Under the outstanding leadership of Los Angeles Department of Building and Safety (DBS) Green Building Chief Osama Younan, a group of stakeholders (including architects, engineers, manufacturers of plumbing products and NRDC) and DBS staff worked for more than a year to develop a set of recommended code changes that will, among other things, require all new buildings in Los Angeles to be designed to reduce potable water use by 20 percent indoors. This must be achieved by installing plumbing fittings and fixtures (i.e. toilets, showerheads, faucets, clothes washers, dishwashers, etc.) that are more efficient than the current building standards require—which are already the most efficient in the country after the California Energy Commission established new product standards in 2015.

The new ordinance is a result of Mayor Eric Garcetti’s October 2014 Executive Directive on Water Conservation to Address the Ongoing Drought, which directed the DBS to “compile and propose to City Council a list of potential building code changes for new and retrofitted buildings.” Other important achievements in this code include:

  • All new buildings must be constructed to be “graywater ready” [1]
  • Separate water meters for outdoor water use
  • Submetering for multi-family and commercial tenant space to record individual usage
  • Pool covers for all new residential swimming pools [2]
  • Non-potable water must be used for cooling tower make-up water
  • Requiring smart hot water design that limits the volume of water delivered to any fixture to 0.6 gallons before hot water arrives.

While these are huge improvements for the City of Los Angeles, there are a couple areas where the newly approved codes could be improved. 

  1. Groundwater Discharge. This ordinance changed the way buildings will handle the discharge of groundwater, which as a typically clean water source was previously required to be pumped to stormwater collection systems. In his Executive Directive, Mayor Garcetti asked that the ordinance require this water to be used onsite; but as adopted, the new code allows for the water to be used onsite or discharged to the sewer.  At a minimum, the discharge to sewer option should only have been allowed as an exception for developments where the volume of groundwater pumped onsite was greater than non-potable demand.
  2. Graywater-ready Buildings. While the new ordinance requires graywater and blackwater to be plumbed separately, for implementation to be effective, the building codes will need to be more specific about things like labeling, signage, and potentially stub-out locations.

As the only environmental advocacy representative in the stakeholder group, NRDC worked to push the boundaries of what was considered possible. And while we didn’t get everything we wanted in this ordinance, it’s fair to say that as adopted, this ordinance is an important step for the City of Los Angeles in meeting the objectives of Mayor Garcetti’s Executive Directive and moving towards a goal of local self-reliance.

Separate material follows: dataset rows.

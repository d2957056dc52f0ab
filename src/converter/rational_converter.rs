// ============================================================================
// Rational Converter
// Applies a validated configuration around the exact conversion
// ============================================================================

use super::config::ConverterConfig;
use crate::numeric::{DecimalParts, NumericError, NumericResult, Rational};

/// Converts decimal input into rationals according to a [`ConverterConfig`].
///
/// # Example
/// ```
/// use decimal_rational::converter::{ConverterConfig, RationalConverter};
///
/// let converter = RationalConverter::from_config(ConverterConfig::currency(100)).unwrap();
/// let price = converter.convert_str("201.435").unwrap();
/// assert_eq!(price.to_string(), "20144/100");
/// ```
#[derive(Debug, Clone, Default)]
pub struct RationalConverter {
    config: ConverterConfig,
}

impl RationalConverter {
    /// Creates a converter from configuration
    ///
    /// # Returns
    /// * `Result<RationalConverter, String>` - Converter or validation error
    pub fn from_config(config: ConverterConfig) -> Result<Self, String> {
        config.validate()?;

        tracing::debug!(
            max_digits = ?config.max_digits,
            max_exponent = ?config.max_exponent,
            reduce = config.reduce,
            target_denominator = ?config.target_denominator,
            rounding = ?config.rounding,
            "rational converter configured"
        );

        Ok(Self { config })
    }

    pub fn config(&self) -> &ConverterConfig {
        &self.config
    }

    /// Convert decimal parts.
    ///
    /// # Errors
    /// - `InvalidInput` if the value exceeds the digit or exponent limit
    /// - any error from the exact conversion or the denominator change
    pub fn convert(&self, parts: &DecimalParts) -> NumericResult<Rational> {
        let too_long = self
            .config
            .max_digits
            .is_some_and(|max| parts.digits().len() > max);
        let too_far = self
            .config
            .max_exponent
            .is_some_and(|max| parts.exponent().unsigned_abs() > max);
        if too_long || too_far {
            return Err(NumericError::InvalidInput);
        }

        let exact = Rational::from_decimal_parts(parts);

        match self.config.target_denominator {
            Some(denom) => exact.convert_denom(denom, self.config.rounding),
            None if self.config.reduce => Ok(exact.reduce()),
            None => Ok(exact),
        }
    }

    /// Parse and convert a decimal string such as `"201.43"` or `"1.5E+3"`.
    pub fn convert_str(&self, s: &str) -> NumericResult<Rational> {
        let parts: DecimalParts = s.parse()?;
        self.convert(&parts)
    }

    /// Convert a `rust_decimal::Decimal`.
    pub fn convert_decimal(&self, d: rust_decimal::Decimal) -> NumericResult<Rational> {
        self.convert(&DecimalParts::from_decimal(d))
    }
}
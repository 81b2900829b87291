//! Construction helpers for MIR nodes.

use crate::{
    BasicBlock, BasicBlockId, Blueprint, Function, Instruction, InstructionKind, Module, Value,
    ValueId, ValueKind,
};

impl Module {
    /// Appends a fresh function and returns it for population.
    pub fn create_function(&mut self, name: &str) -> &mut Function {
        self.functions.push(Function::new(name));
        self.functions.last_mut().expect("function just pushed")
    }

    /// Appends a fresh blueprint record.
    pub fn create_blueprint(&mut self, name: &str) -> &mut Blueprint {
        self.blueprints.push(Blueprint {
            name: name.to_string(),
            ..Blueprint::default()
        });
        self.blueprints.last_mut().expect("blueprint just pushed")
    }
}

impl Function {
    /// Appends a block with the next free id. An empty name becomes
    /// `block<id>`.
    pub fn append_block(&mut self, name: &str) -> &mut BasicBlock {
        let id = BasicBlockId::from_raw(self.next_block_id);
        self.next_block_id += 1;
        let block_name = if name.is_empty() {
            format!("block{}", id.index())
        } else {
            name.to_string()
        };
        self.blocks.push(BasicBlock::new(id, block_name));
        self.blocks.last_mut().expect("block just pushed")
    }

    /// Allocates a fresh temporary. An empty name becomes `t<id>`.
    pub fn make_temporary(&mut self, name: &str) -> Value {
        let id = ValueId::from_raw(self.next_value_id);
        self.next_value_id += 1;
        let value_name = if name.is_empty() {
            format!("t{}", id.index())
        } else {
            name.to_string()
        };
        Value::new(ValueKind::Temporary, id, value_name)
    }
}

impl BasicBlock {
    /// Appends an instruction of `kind` and returns it for population.
    pub fn append_instruction(&mut self, kind: InstructionKind) -> &mut Instruction {
        self.instructions.push(Instruction::new(kind));
        self.instructions.last_mut().expect("instruction just pushed")
    }
}

#[cfg(test)]
mod tests {
    use super::*;

    #[test]
    fn block_ids_and_names_are_sequential() {
        let mut function = Function::new("demo");
        let first = function.append_block("entry").id;
        let second = function.append_block("").id;
        assert_eq!(first.index(), 0);
        assert_eq!(second.index(), 1);
        assert_eq!(function.blocks[1].name, "block1");
        assert_eq!(function.next_block_id, 2);
    }

    #[test]
    fn temporaries_default_their_names() {
        let mut function = Function::new("demo");
        let named = function.make_temporary("x");
        let unnamed = function.make_temporary("");
        assert_eq!(named.name, "x");
        assert_eq!(unnamed.name, "t1");
        assert_eq!(unnamed.id.index(), 1);
    }

    #[test]
    fn instructions_append_in_order() {
        let mut function = Function::new("demo");
        let block = function.append_block("entry");
        block.append_instruction(InstructionKind::Unary).detail = "first".to_string();
        block.append_instruction(InstructionKind::Return).detail = "function".to_string();
        assert_eq!(block.instructions.len(), 2);
        assert!(block.terminator().unwrap().is_terminator());
    }
}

With these changes, Los Angeles is once again establishing itself as an environmental leader and we look forward to these provisions being adopted by other cities and eventually incorporated into state and national model building codes.


[1] “Graywater-ready” means that drains from graywater sources (clothes washers, showers, lavatory faucets, etc) must be plumbed separately than those from blackwater sources (i.e. toilets, kitchen faucets, and dishwashers).

[2] A typical swimming pool in Los Angeles loses about 40,000 gallons of water each year from evaporation.